Although he believes that compulsive porn-viewing can mirror addiction to alcohol and drugs, he believes that addiction language is unhelpful. It’s better to think of compulsive porn-viewing as a habit. We can break habits; whereas we often feel powerless over addictions. One important theme of his website, after all, is that we men need to take more responsibility for their lives, not less. Addiction language tends to minimize personal responsibility.

Labeling impulsive behaviors as addictions may hinder an individual from feeling capable of conquering an undesirable behavior. “Addiction” is a very loaded – even scary — word. When we tell ourselves we have an addiction, we’re implying that we’ve lost control of ourselves, that our ability to make our own choices is impaired, and that it may even be impossible to change course. Something else is in the driver’s seat, so to speak.

Thus, calling an undesirable behavior an addiction has the tendency to shift us from an internal locus of control to an external one. Research has shown that those with an internal locus exhibit greater control over their behavior and deal with challenges and stress better. Those with an external locus of control, on the other hand, feel like they’re a victim of powers outside themselves, which leads to stress, anxiety, and depression.
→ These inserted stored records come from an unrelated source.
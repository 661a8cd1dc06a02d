// SPDX-License-Identifier: BUSL-1.1
// Copyright (c) 2026 Alfred Jean LLC

//! Subprocess supervision for training and evaluation workers.
//!
//! One `JobRunner` instance serves either workload kind — the behavior is
//! identical, only the `StatusSink` it reports to differs. Progress
//! reporting and adapter hand-off are pushed through that narrow trait so
//! the runner never depends on the job service's full repository API,
//! breaking what would otherwise be a runner/service reference cycle.

use std::path::{Path, PathBuf};
use std::sync::Arc;
use std::time::Duration;

use async_trait::async_trait;
use chrono::{DateTime, Utc};
use parking_lot::Mutex;
use thiserror::Error;
use tokio::process::{Child, Command};
use tokio::sync::watch;
use vault_storage::atomic_file::{write_json_atomic, AtomicWriteError};

use crate::status_file::WorkerStatus;

pub const POLL_INTERVAL: Duration = Duration::from_secs(2);

#[derive(Debug, Error)]
pub enum RunnerError {
    #[error("a job is already active")]
    JobConflict,
    #[error("gpu admission denied: {0}")]
    GpuDenied(String),
    #[error("failed to write run config: {0}")]
    ConfigWrite(#[from] AtomicWriteError),
    #[error("failed to spawn worker: {0}")]
    Spawn(std::io::Error),
}

/// What the supervisor decided once the child process exited, independent
/// of how it arrived there. Kept as a pure function of the exit code so
/// it can be unit tested without ever spawning a process.
#[derive(Debug, Clone, PartialEq)]
pub enum ExitOutcome {
    Completed,
    Paused,
    Cancelled,
    Failed,
}

/// Exit code 42 means "checkpointed and paused" (training only);
/// `128 + SIGTERM` means the worker honored our terminate signal.
pub fn classify_exit(code: Option<i32>, terminate_requested: bool) -> ExitOutcome {
    const SIGTERM: i32 = 15;
    match code {
        Some(0) => ExitOutcome::Completed,
        Some(42) => ExitOutcome::Paused,
        Some(c) if c == 128 + SIGTERM && terminate_requested => ExitOutcome::Cancelled,
        _ if terminate_requested => ExitOutcome::Cancelled,
        _ => ExitOutcome::Failed,
    }
}

/// Heuristically rewrites a raw CUDA OOM stderr excerpt into actionable
/// guidance; any other text passes through untouched.
pub fn rewrite_error_message(raw: &str) -> String {
    if raw.to_lowercase().contains("cuda out of memory") {
        format!(
            "GPU ran out of memory during this run. Reduce batch size or sequence length, \
             or choose a smaller adapter type, then retry. (original error: {})",
            raw.lines().next().unwrap_or(raw)
        )
    } else {
        raw.to_string()
    }
}

/// Caps the error text persisted with a failed job at the shared
/// [`vault_core::job::MAX_ERROR_LEN`] budget.
pub fn cap_error_len(message: &str) -> String {
    let mut m = message.to_string();
    if m.len() > vault_core::job::MAX_ERROR_LEN {
        m.truncate(vault_core::job::MAX_ERROR_LEN);
    }
    m
}

/// Narrow callback surface the runner pushes progress and terminal
/// outcomes through, so it never touches the job repository directly.
#[async_trait]
pub trait StatusSink: Send + Sync {
    async fn mark_running(&self, job_id: &str, started_at: DateTime<Utc>, gpu_index: Option<u32>);
    async fn apply_progress(&self, job_id: &str, status: &WorkerStatus);
    async fn mark_completed(&self, job_id: &str, status: &WorkerStatus);
    async fn mark_paused(&self, job_id: &str);
    async fn mark_cancelled(&self, job_id: &str);
    async fn mark_failed(&self, job_id: &str, error: String);
    /// Registers a newly produced adapter. Called only for training jobs
    /// that report an `adapter_id` in their final status.
    async fn register_adapter(&self, job_id: &str, worker_adapter_id: &str, output_dir: &PathBuf) {
        let _ = (job_id, worker_adapter_id, output_dir);
    }
}

#[derive(Debug, Clone)]
pub struct RunConfig {
    pub job_id: String,
    pub status_dir: PathBuf,
    pub interpreter: PathBuf,
    pub script_args: Vec<String>,
    pub env: Vec<(String, String)>,
    pub is_training: bool,
}

enum Signal {
    None,
    Cancel,
    Pause,
}

struct ActiveJob {
    job_id: String,
    signal_tx: watch::Sender<Signal>,
}

/// Supervises at most one child process at a time.
pub struct JobRunner<S: StatusSink> {
    active: Mutex<Option<ActiveJob>>,
    sink: Arc<S>,
}

impl<S: StatusSink + 'static> JobRunner<S> {
    pub fn new(sink: Arc<S>) -> Self {
        Self {
            active: Mutex::new(None),
            sink,
        }
    }

    pub fn active_job_id(&self) -> Option<String> {
        self.active.lock().as_ref().map(|a| a.job_id.clone())
    }

    pub async fn start_job(
        self: Arc<Self>,
        config: RunConfig,
        run_config_blob: &serde_json::Value,
        gpu_index: Option<u32>,
    ) -> Result<(), RunnerError> {
        {
            let mut active = self.active.lock();
            if active.is_some() {
                return Err(RunnerError::JobConflict);
            }
            let (signal_tx, _rx) = watch::channel(Signal::None);
            *active = Some(ActiveJob {
                job_id: config.job_id.clone(),
                signal_tx,
            });
        }

        let config_path = config.status_dir.join("config.json");
        write_json_atomic(&config_path, run_config_blob).await?;

        let started_at = Utc::now();
        self.sink
            .mark_running(&config.job_id, started_at, gpu_index)
            .await;

        let mut cmd = Command::new(&config.interpreter);
        cmd.args(&config.script_args);
        for (key, value) in &config.env {
            cmd.env(key, value);
        }
        if let Some(index) = gpu_index {
            cmd.env("CUDA_VISIBLE_DEVICES", index.to_string());
        }
        cmd.kill_on_drop(true);

        let child = cmd.spawn().map_err(RunnerError::Spawn)?;

        let signal_rx = {
            let active = self.active.lock();
            active.as_ref().unwrap().signal_tx.subscribe()
        };

        let job_id = config.job_id.clone();
        let status_path = config.status_dir.join("status.json");
        let sink = Arc::clone(&self.sink);
        let runner = Arc::clone(&self);
        tokio::spawn(async move {
            supervise(job_id.clone(), status_path, child, signal_rx, sink).await;
            runner.clear_active(&job_id);
        });

        Ok(())
    }

    pub fn cancel_job(&self, job_id: &str) -> bool {
        self.send_signal(job_id, Signal::Cancel)
    }

    pub fn pause_job(&self, job_id: &str) -> bool {
        self.send_signal(job_id, Signal::Pause)
    }

    fn send_signal(&self, job_id: &str, signal: Signal) -> bool {
        let active = self.active.lock();
        match active.as_ref() {
            Some(a) if a.job_id == job_id => {
                let _ = a.signal_tx.send(signal);
                true
            }
            _ => false,
        }
    }

    fn clear_active(&self, job_id: &str) {
        let mut active = self.active.lock();
        if matches!(active.as_ref(), Some(a) if a.job_id == job_id) {
            *active = None;
        }
    }
}

/// The 2 s poll / cancel / pause multiplex. Lives on its own task so
/// `start_job` returns immediately once the child is spawned.
async fn supervise<S: StatusSink + 'static>(
    job_id: String,
    status_path: PathBuf,
    mut child: Child,
    mut signal_rx: watch::Receiver<Signal>,
    sink: Arc<S>,
) {
    let mut ticker = tokio::time::interval(POLL_INTERVAL);
    let mut terminate_requested = false;
    let mut pause_requested = false;

    let exit_status = loop {
        tokio::select! {
            _ = ticker.tick() => {
                if let Ok(Some(status)) = vault_storage::atomic_file::read_json_tolerant::<WorkerStatus>(&status_path).await {
                    sink.apply_progress(&job_id, &status).await;
                }
            }
            changed = signal_rx.changed() => {
                if changed.is_ok() {
                    match *signal_rx.borrow() {
                        Signal::Cancel => {
                            terminate_requested = true;
                            let _ = send_terminate(&child);
                        }
                        Signal::Pause => {
                            pause_requested = true;
                            let _ = send_pause(&child);
                        }
                        Signal::None => {}
                    }
                }
            }
            status = child.wait() => {
                break status;
            }
        }
    };

    let code = exit_status.ok().and_then(|s| s.code());
    let outcome = if pause_requested && code == Some(42) {
        ExitOutcome::Paused
    } else {
        classify_exit(code, terminate_requested)
    };

    let final_status = vault_storage::atomic_file::read_json_tolerant::<WorkerStatus>(&status_path)
        .await
        .ok()
        .flatten();

    match outcome {
        ExitOutcome::Completed => {
            let status = final_status.unwrap_or_default();
            if let Some(adapter_id) = status.adapter_id.clone() {
                let output_dir = status_path.parent().map(Path::to_path_buf).unwrap_or_else(|| status_path.clone());
                sink.register_adapter(&job_id, &adapter_id, &output_dir).await;
            }
            sink.mark_completed(&job_id, &status).await;
        }
        ExitOutcome::Paused => {
            sink.mark_paused(&job_id).await;
        }
        ExitOutcome::Cancelled => {
            sink.mark_cancelled(&job_id).await;
        }
        ExitOutcome::Failed => {
            let error = final_status
                .as_ref()
                .and_then(|s| s.error.clone())
                .unwrap_or_else(|| "worker exited with an unexpected status".to_string());
            sink.mark_failed(&job_id, cap_error_len(&rewrite_error_message(&error)))
                .await;
        }
    }
}

/// Sends the portable "terminate" signal (SIGTERM). Workers are expected
/// to exit within a bounded grace period; a harder signal is left to a
/// future escalation path.
#[cfg(unix)]
fn send_terminate(child: &Child) -> std::io::Result<()> {
    send_signal(child, nix::sys::signal::Signal::SIGTERM)
}

/// Sends the "user-defined pause" signal (SIGUSR1). Training workers are
/// expected to trap it, checkpoint, and exit with code 42.
#[cfg(unix)]
fn send_pause(child: &Child) -> std::io::Result<()> {
    send_signal(child, nix::sys::signal::Signal::SIGUSR1)
}

#[cfg(unix)]
fn send_signal(child: &Child, signal: nix::sys::signal::Signal) -> std::io::Result<()> {
    let Some(pid) = child.id() else {
        return Ok(());
    };
    nix::sys::signal::kill(nix::unistd::Pid::from_raw(pid as i32), signal)
        .map_err(|errno| std::io::Error::from_raw_os_error(errno as i32))
}

#[cfg(not(unix))]
fn send_terminate(child: &Child) -> std::io::Result<()> {
    let _ = child;
    Ok(())
}

#[cfg(not(unix))]
fn send_pause(child: &Child) -> std::io::Result<()> {
    let _ = child;
    Ok(())
}

#[cfg(test)]
#[path = "runner_tests.rs"]
mod tests;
The desire to soothe these hopeless feelings will then often lead right back to porn. And on the cycle will go.

Unfortunately, according to one study, we religious men are more likely to label porn use as an addiction, even when, by any secular definition, it’s not. McKay explains why this is the case:

For these religious men, to view porn is a spiritual transgression and complete abstinence from porn is the ideal. Thus if they find themselves surfing to a porn site once or twice a week to masturbate, there’s a dissonance between their behavior and the standard their faith has established. To ease that dissonance, instead of taking responsibility for the spiritual lapse, they pathologize it by calling it an addiction. By so doing they shift their locus of control to an external one and decide that they aren’t themselves doing it – instead, porn is doing something to them…

Moreover, I’d argue that by calling themselves addicts – even though from a clinical sense they obviously aren’t — these men are just making it more difficult to stop looking at porn because the addiction label puts them in a position of helplessness or, worse, they may be creating a self-fulfilling prophecy in which they do become full-blown porn addicts.

So if you’re a religious man who happens to use porn a few times a week, don’t be so quick to call it an addiction. Sure, it feels that way, but calling it such is more likely to hurt than help.